Sunday, April 17, 2016

Formal or Informal

     Yesterday I took a birding group out for two hours on very beautiful day. We found lots of birds : black capped chickadee, crow, magpie, robin, cedar waxwing, downy woodpecker, red breasted nuthatch, white breasted nuthatch, mallards, red tailed hawk, house sparrow and an unidentified gull. The gull was about 2000 ft above us. 

      Now somebody gave us a bit of a lesson as some of us , including me, usually say seagull instead of gull! So smarty pants told us that there's no sea around us and to remember it that way.

      If you look this up you find that seagull is informal and gull is the proper term as there are many species of gull. So there!

      As a little guy I spelled seagull as "seagle" as in eagle. Now that goes too far and is just plain wrong even if you are in gr. two.

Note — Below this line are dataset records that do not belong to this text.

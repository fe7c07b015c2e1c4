//! Frame-driven input service.
//!
//! One call to [`InputService::poll_frame`] refreshes the platform, keeps the
//! active device consistent with what is attached, and either interprets the
//! device fully or skips the frame. Nothing blocks and nothing is retried
//! within a frame; a device that vanished is reopened on a later frame.

use crate::config::JoystickConfig;
use crate::device::backend::InputBackend;
use crate::device::manager::DeviceManager;
use crate::device::mapping_db::MappingDatabase;
use crate::device::snapshot::DeviceKind;
use crate::interpreter::intent::{ControlIntent, MotionControl};
use crate::interpreter::Interpreter;
use statum::{machine, state};
use tracing::{debug, info, warn};

/// Result of one frame.
#[derive(Debug, Clone, PartialEq, Eq)]
pub enum FrameOutcome {
    /// The module has no input subsystem.
    Inactive,
    /// The platform could not list devices; nothing changed.
    EnumerationFailed,
    NoDevice,
    /// The active device went away and was closed.
    Disconnected,
    OpenFailed,
    Interpreted {
        kind: DeviceKind,
        intents: Vec<ControlIntent>,
    },
}

impl FrameOutcome {
    pub fn intents(&self) -> &[ControlIntent] {
        match self {
            FrameOutcome::Interpreted { intents, .. } => intents,
            _ => &[],
        }
    }
}

#[state]
#[derive(Debug, Clone)]
pub enum ServiceState {
    Initializing,
    Polling,
}

#[machine]
#[derive(Debug)]
pub struct InputService<S: ServiceState> {
    // Device selection and previous-state buffers
    manager: DeviceManager,

    interpreter: Interpreter,

    // Read-only after startup
    mappings: Option<MappingDatabase>,

    device_index: usize,

    devices_described: bool,
}

impl<S: ServiceState> InputService<S> {
    pub fn manager(&self) -> &DeviceManager {
        &self.manager
    }

    pub fn mappings(&self) -> Option<&MappingDatabase> {
        self.mappings.as_ref()
    }
}

impl InputService<Initializing> {
    pub fn create(
        config: &JoystickConfig,
        backend: Box<dyn InputBackend>,
        mappings: Option<MappingDatabase>,
    ) -> Self {
        let settings = config.interpreter_settings();
        debug!("Creating input service with settings: {:?}", settings);

        Self::new(
            DeviceManager::new(backend),
            Interpreter::new(settings),
            mappings,
            config.device_index,
            false,
        )
    }

    /// Resets device state and starts polling.
    pub fn initialize(mut self) -> InputService<Polling> {
        self.manager.close();
        self.devices_described = false;
        info!(
            "Input service ready, using device index {} ({} controller mappings)",
            self.device_index,
            self.mappings.as_ref().map(MappingDatabase::len).unwrap_or(0)
        );
        self.transition()
    }
}

impl InputService<Polling> {
    /// Runs one poll-and-interpret pass and applies the intents to `motion`.
    pub fn poll_frame(&mut self, motion: &mut dyn MotionControl) -> FrameOutcome {
        let device_count = match self.manager.refresh_device_list() {
            Ok(count) => count,
            Err(e) => {
                warn!("Error finding number of devices: {}", e);
                return FrameOutcome::EnumerationFailed;
            }
        };

        if !self.devices_described {
            self.devices_described = true;
            self.manager.log_device_descriptions(self.mappings.as_ref());
        }

        if device_count == 0 {
            self.manager.close();
            return FrameOutcome::NoDevice;
        }

        if self.manager.active().is_some() && !self.manager.is_attached() {
            warn!("Active device disconnected");
            self.manager.close();
            return FrameOutcome::Disconnected;
        }

        if self.manager.active().is_none() && !self.manager.select_and_open(self.device_index) {
            return FrameOutcome::OpenFailed;
        }

        let Some(active) = self.manager.active_mut() else {
            return FrameOutcome::OpenFailed;
        };
        let kind = active.kind();
        let (snapshot, previous) = active.read();
        let intents = self.interpreter.interpret(&snapshot, previous);

        for intent in &intents {
            intent.apply(motion);
        }

        FrameOutcome::Interpreted { kind, intents }
    }

    /// Closes the active device and releases the input subsystem.
    pub fn shutdown(self) {
        info!("Shutting down input service");
        self.manager.shutdown();
    }
}
//! Device subsystem
//!
//! Owns the platform input layer and the single active device:
//!
//! 1. [`backend`] - Seams to the platform (`InputBackend`, `DeviceHandle`)
//! 2. [`gilrs_backend`] - The gilrs implementation
//! 3. [`manager`] - Enumeration, open/close, liveness and previous-state buffers
//! 4. [`mapping_db`] - Optional SDL controller mapping database
//!
//! # Architecture
//!
//! ```text
//! gilrs ──► GilrsBackend ──► DeviceManager ──► ActiveDevice ──► DeviceSnapshot
//!                                              (handle + PreviousState)
//! ```

pub mod backend;
pub mod error;
pub mod gilrs_backend;
pub mod layout;
pub mod manager;
pub mod mapping_db;
pub mod snapshot;

pub use backend::{DeviceDescription, DeviceHandle, InputBackend};
pub use error::{BackendError, MappingDbError};
pub use gilrs_backend::GilrsBackend;
pub use layout::{GamepadAxis, GamepadButton};
pub use manager::{ActiveDevice, DeviceManager};
pub use mapping_db::{MappingDatabase, MappingEntry};
pub use snapshot::{Capabilities, DeviceKind, DeviceSnapshot, Direction, HatState, PreviousState};
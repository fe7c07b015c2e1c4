//! Error definitions for the device layer

use std::path::PathBuf;
use thiserror::Error;

/// Errors reported by an input backend
#[derive(Debug, Error)]
pub enum BackendError {
    /// The platform input subsystem could not be started
    #[error("Input subsystem unavailable: {0}")]
    Unavailable(String),

    /// Querying the connected devices failed
    #[error("Failed to enumerate devices: {0}")]
    EnumerationError(String),

    /// No device exists at the requested index
    #[error("No device at index {0}")]
    NoSuchDevice(usize),

    /// The device exists but could not be opened
    #[error("Failed to open device {index}: {reason}")]
    OpenError { index: usize, reason: String },
}

/// Errors while reading the controller mapping database
#[derive(Debug, Error)]
pub enum MappingDbError {
    #[error("Failed to read mapping database {path}: {source}")]
    Io {
        path: PathBuf,
        #[source]
        source: std::io::Error,
    },

    #[error("Malformed mapping on line {line}: {reason}")]
    MalformedLine { line: usize, reason: String },
}
//! Populates [`Avatar::is_local`] from replicated player identities.

use crate::avatar::Avatar;
use crate::AvatarViewSet;
use bevy::prelude::*;
use serde::{Deserialize, Serialize};

/// Identifies which client owns a replicated player entity.
#[derive(Component, Debug, Clone, Copy, PartialEq, Eq, Serialize, Deserialize, Reflect)]
#[reflect(Component)]
pub struct PlayerIdentity {
    /// Globally unique identifier of the owning client.
    pub client_id: u64,
}

/// Client id of this process. Identities wait for it before they become avatars.
#[derive(Resource, Debug, Clone, Copy, PartialEq, Eq, Reflect)]
#[reflect(Resource)]
pub struct LocalClient(pub u64);

/// Attaches an [`Avatar`] to every player entity that arrives with a
/// [`PlayerIdentity`] and no avatar yet.
pub struct PlayerIdentityPlugin;

impl Plugin for PlayerIdentityPlugin {
    fn build(&self, app: &mut App) {
        app.register_type::<PlayerIdentity>()
            .register_type::<LocalClient>()
            .add_systems(
                Update,
                attach_avatar_from_identity
                    .run_if(resource_exists::<LocalClient>)
                    .in_set(AvatarViewSet::Identify),
            );
    }
}

pub fn attach_avatar_from_identity(
    mut commands: Commands,
    local: Res<LocalClient>,
    identities: Query<(Entity, &PlayerIdentity), Without<Avatar>>,
) {
    for (entity, identity) in &identities {
        let is_local = local.0 == identity.client_id;
        debug!(
            "Player {:?} (client {}) identified as {}",
            entity,
            identity.client_id,
            if is_local { "local" } else { "remote" }
        );
        commands.entity(entity).insert(Avatar { is_local });
    }
}

#[cfg(test)]
mod tests {
    use super::*;

    #[test]
    fn test_identity_maps_to_avatar() {
        let mut app = App::new();
        app.insert_resource(LocalClient(7))
            .add_systems(Update, attach_avatar_from_identity);

        let mine = app.world_mut().spawn(PlayerIdentity { client_id: 7 }).id();
        let theirs = app.world_mut().spawn(PlayerIdentity { client_id: 8 }).id();
        app.update();

        assert_eq!(app.world().get::<Avatar>(mine), Some(&Avatar::LOCAL));
        assert_eq!(app.world().get::<Avatar>(theirs), Some(&Avatar::REMOTE));
    }

    #[test]
    fn test_identities_wait_for_local_client() {
        let mut app = App::new();
        app.add_plugins(PlayerIdentityPlugin);

        // Replicated before the handshake assigned our id.
        let mine = app.world_mut().spawn(PlayerIdentity { client_id: 5 }).id();
        let theirs = app.world_mut().spawn(PlayerIdentity { client_id: 6 }).id();
        app.update();
        assert!(app.world().get::<Avatar>(mine).is_none());
        assert!(app.world().get::<Avatar>(theirs).is_none());

        app.insert_resource(LocalClient(5));
        app.update();
        assert_eq!(app.world().get::<Avatar>(mine), Some(&Avatar::LOCAL));
        assert_eq!(app.world().get::<Avatar>(theirs), Some(&Avatar::REMOTE));
    }

    #[test]
    fn test_existing_avatar_is_kept() {
        let mut app = App::new();
        app.insert_resource(LocalClient(1))
            .add_systems(Update, attach_avatar_from_identity);

        let player = app
            .world_mut()
            .spawn((PlayerIdentity { client_id: 2 }, Avatar::LOCAL))
            .id();
        app.update();

        assert_eq!(app.world().get::<Avatar>(player), Some(&Avatar::LOCAL));
    }
}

      There are many other situations where we have a formal usage and an informal usage. So if we are writing in a formal style we would use the formal term.

       So do you have examples of formal and informal terms?



merlin

37 comments:

  1. I always thought seagull and gull were generally synonymous -- and I suppose they are unless you're a stickler for formal usage and/or a birder. :)

    I'm sure there are plenty of other examples of formal vs. informal terms, but darned if I can think of one!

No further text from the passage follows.